■ Task brief ■
If a line in the data holds the string "location", list it.

■ Records for the exercise ■
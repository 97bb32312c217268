//! HTTP server
//!
//! hyper http1 over `TokioIo`, one task per connection.

use std::convert::Infallible;
use std::future::Future;
use std::net::SocketAddr;
use std::sync::Arc;
use std::time::Duration;

use bytes::Bytes;
use docsite_constant::feedback::{MAX_RELAY_BODY_BYTES, QUEUE_DRAIN_TIMEOUT_SECS};
use docsite_feedback::{AppendQueue, GitHubContentsStore};
use docsite_observability::http_request_span;
use http_body_util::{BodyExt, Full, LengthLimitError, Limited};
use hyper::body::Incoming;
use hyper::header::{self, HeaderMap, HeaderValue};
use hyper::server::conn::http1;
use hyper::service::service_fn;
use hyper::{Method, Request, Response, StatusCode};
use hyper_util::rt::TokioIo;
use serde_json::{Value, json};
use tokio::net::TcpListener;
use tokio::task::JoinHandle;
use tracing::{Instrument, debug, error, info, warn};

use crate::config::RelayConfig;
use crate::error::{RelayError, Result};
use crate::handlers::{self, RelayState, error_body};
use crate::session::SessionValidator;

/// Build relay state backed by the configured content store.
///
/// The returned handle is the append queue task; it ends once the state is dropped.
pub fn build_state(config: &RelayConfig) -> Result<(RelayState, JoinHandle<()>)> {
    let store = GitHubContentsStore::new(config.store.location.clone(), config.store.request_timeout)
        .map_err(|e| RelayError::Config(format!("content store client: {}", e)))?;
    let sessions = SessionValidator::new(&config.session_secret)?;
    let (queue, handle) = AppendQueue::spawn(
        Arc::new(store),
        config.store_token.clone(),
        config.store.policy.clone(),
        config.queue_capacity,
    );
    let state = RelayState::new(queue, sessions).with_allowed_origin(config.allowed_origin.clone());
    Ok((state, handle))
}

pub async fn bind(addr: SocketAddr) -> Result<TcpListener> {
    TcpListener::bind(addr)
        .await
        .map_err(|source| RelayError::Bind { addr, source })
}

/// Run the relay until `shutdown` resolves.
pub async fn run<F>(config: RelayConfig, shutdown: F) -> Result<()>
where
    F: Future<Output = ()>,
{
    let (state, queue_task) = build_state(&config)?;
    let listener = bind(config.addr).await?;
    info!(
        "Feedback relay listening on {} (log {}/{}:{})",
        config.addr, config.store.location.owner, config.store.location.repo, config.store.location.path
    );
    serve(listener, Arc::new(state), shutdown).await?;
    drain_queue(queue_task, Duration::from_secs(QUEUE_DRAIN_TIMEOUT_SECS)).await;
    Ok(())
}

/// Wait for the append queue to finish its pending jobs. The queue stops once every
/// handle is dropped; if that takes longer than `grace` it is aborted.
///
/// Returns `true` when the queue stopped on its own.
pub async fn drain_queue(queue_task: JoinHandle<()>, grace: Duration) -> bool {
    let abort = queue_task.abort_handle();
    match tokio::time::timeout(grace, queue_task).await {
        Ok(_) => true,
        Err(_) => {
            abort.abort();
            warn!(grace_secs = grace.as_secs_f64(), "append queue still busy, aborting it");
            false
        }
    }
}

/// Accept connections on `listener` until `shutdown` resolves.
pub async fn serve<F>(listener: TcpListener, state: Arc<RelayState>, shutdown: F) -> Result<()>
where
    F: Future<Output = ()>,
{
    tokio::pin!(shutdown);
    loop {
        tokio::select! {
            _ = &mut shutdown => {
                info!("Feedback relay shutting down");
                return Ok(());
            }
            accepted = listener.accept() => match accepted {
                Ok((stream, addr)) => {
                    let state = Arc::clone(&state);
                    tokio::spawn(async move {
                        let io = TokioIo::new(stream);
                        let service = service_fn(move |req| {
                            let state = Arc::clone(&state);
                            async move { Ok::<_, Infallible>(route(state, req).await) }
                        });
                        if let Err(err) = http1::Builder::new().serve_connection(io, service).await {
                            debug!("Error serving connection from {}: {:?}", addr, err);
                        }
                    });
                }
                Err(e) => {
                    error!("Error accepting connection: {:?}", e);
                }
            }
        }
    }
}

async fn route(state: Arc<RelayState>, req: Request<Incoming>) -> Response<Full<Bytes>> {
    let method = req.method().clone();
    let path = req.uri().path().to_string();
    let request_id = uuid::Uuid::new_v4().to_string();
    let span = http_request_span!(method.as_str(), path.as_str(), request_id.as_str());

    async move {
        let (status, body) = match (&method, path.as_str()) {
            (&Method::OPTIONS, _) => return preflight_response(&state),
            (&Method::GET, "/health") => handlers::health(),
            (&Method::POST, "/feedback") => {
                let authorization = req
                    .headers()
                    .get(header::AUTHORIZATION)
                    .and_then(|v| v.to_str().ok())
                    .map(str::to_string);
                match read_body(req.into_body()).await {
                    Ok(body) => handlers::handle_feedback(&state, authorization.as_deref(), &body).await,
                    Err(rejection) => rejection,
                }
            }
            (_, "/health") => return method_not_allowed(&state, "GET"),
            (_, "/feedback") => return method_not_allowed(&state, "POST, OPTIONS"),
            _ => (
                StatusCode::NOT_FOUND,
                json!({ "error": "Not Found", "path": path }),
            ),
        };
        tracing::Span::current().record("http.status_code", status.as_u16());
        debug!(status = status.as_u16(), "request handled");
        json_response(&state, status, &body)
    }
    .instrument(span)
    .await
}

async fn read_body(body: Incoming) -> std::result::Result<Bytes, (StatusCode, Value)> {
    match Limited::new(body, MAX_RELAY_BODY_BYTES).collect().await {
        Ok(collected) => Ok(collected.to_bytes()),
        Err(err) if err.downcast_ref::<LengthLimitError>().is_some() => Err((
            StatusCode::PAYLOAD_TOO_LARGE,
            error_body(format!("request body exceeds {} bytes", MAX_RELAY_BODY_BYTES)),
        )),
        Err(err) => Err((
            StatusCode::BAD_REQUEST,
            error_body(format!("could not read request body: {}", err)),
        )),
    }
}

fn cors_headers(headers: &mut HeaderMap, state: &RelayState) {
    if let Ok(origin) = HeaderValue::from_str(&state.allowed_origin) {
        headers.insert(header::ACCESS_CONTROL_ALLOW_ORIGIN, origin);
    }
}

fn json_response(state: &RelayState, status: StatusCode, body: &Value) -> Response<Full<Bytes>> {
    let mut response = Response::new(Full::new(Bytes::from(body.to_string())));
    *response.status_mut() = status;
    let headers = response.headers_mut();
    headers.insert(header::CONTENT_TYPE, HeaderValue::from_static("application/json"));
    headers.insert(header::CACHE_CONTROL, HeaderValue::from_static("no-store"));
    cors_headers(headers, state);
    response
}

fn method_not_allowed(state: &RelayState, allow: &'static str) -> Response<Full<Bytes>> {
    let mut response = json_response(
        state,
        StatusCode::METHOD_NOT_ALLOWED,
        &error_body("Method Not Allowed"),
    );
    response
        .headers_mut()
        .insert(header::ALLOW, HeaderValue::from_static(allow));
    response
}

/// CORS preflight response
fn preflight_response(state: &RelayState) -> Response<Full<Bytes>> {
    let mut response = Response::new(Full::new(Bytes::new()));
    *response.status_mut() = StatusCode::NO_CONTENT;
    let headers = response.headers_mut();
    cors_headers(headers, state);
    headers.insert(
        header::ACCESS_CONTROL_ALLOW_HEADERS,
        HeaderValue::from_static("authorization, content-type"),
    );
    headers.insert(
        header::ACCESS_CONTROL_ALLOW_METHODS,
        HeaderValue::from_static("GET, POST, OPTIONS"),
    );
    response
}

#[cfg(test)]
mod tests {
    use super::*;
    use chrono::Utc;
    use docsite_feedback::{
        AppendPolicy, Credential, FeedbackSubmission, FeedbackText, MemoryStore, PageId,
    };

    fn spawn_queue(store: Arc<MemoryStore>) -> (AppendQueue, JoinHandle<()>) {
        AppendQueue::spawn(
            store,
            Credential::new("ghp_relay").unwrap(),
            AppendPolicy::no_retry(),
            4,
        )
    }

    fn note(text: &str) -> FeedbackSubmission {
        FeedbackSubmission::new(FeedbackText::parse(text).unwrap(), PageId::new("/"), Utc::now())
    }

    #[tokio::test]
    async fn test_drain_lets_pending_append_finish() {
        let store = Arc::new(MemoryStore::new());
        let (queue, task) = spawn_queue(store.clone());
        let pending = tokio::spawn(async move { queue.append(note("last one in")).await });

        assert!(drain_queue(task, Duration::from_secs(5)).await);
        let receipt = pending.await.unwrap().unwrap();
        assert_eq!(receipt.attempts, 1);
        assert!(store.content().unwrap().ends_with("last one in"));
    }

    #[tokio::test]
    async fn test_drain_aborts_after_grace() {
        let (queue, task) = spawn_queue(Arc::new(MemoryStore::new()));

        assert!(!drain_queue(task, Duration::from_millis(20)).await);
        let err = queue.append(note("too late")).await.unwrap_err();
        assert!(matches!(err, docsite_feedback::FeedbackError::QueueClosed));
    }
}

■ Exercise response ■
    let store = GitHubContentsStore::new(config.store.location.clone(), config.store.request_timeout)
        config.addr, config.store.location.owner, config.store.location.repo, config.store.location.path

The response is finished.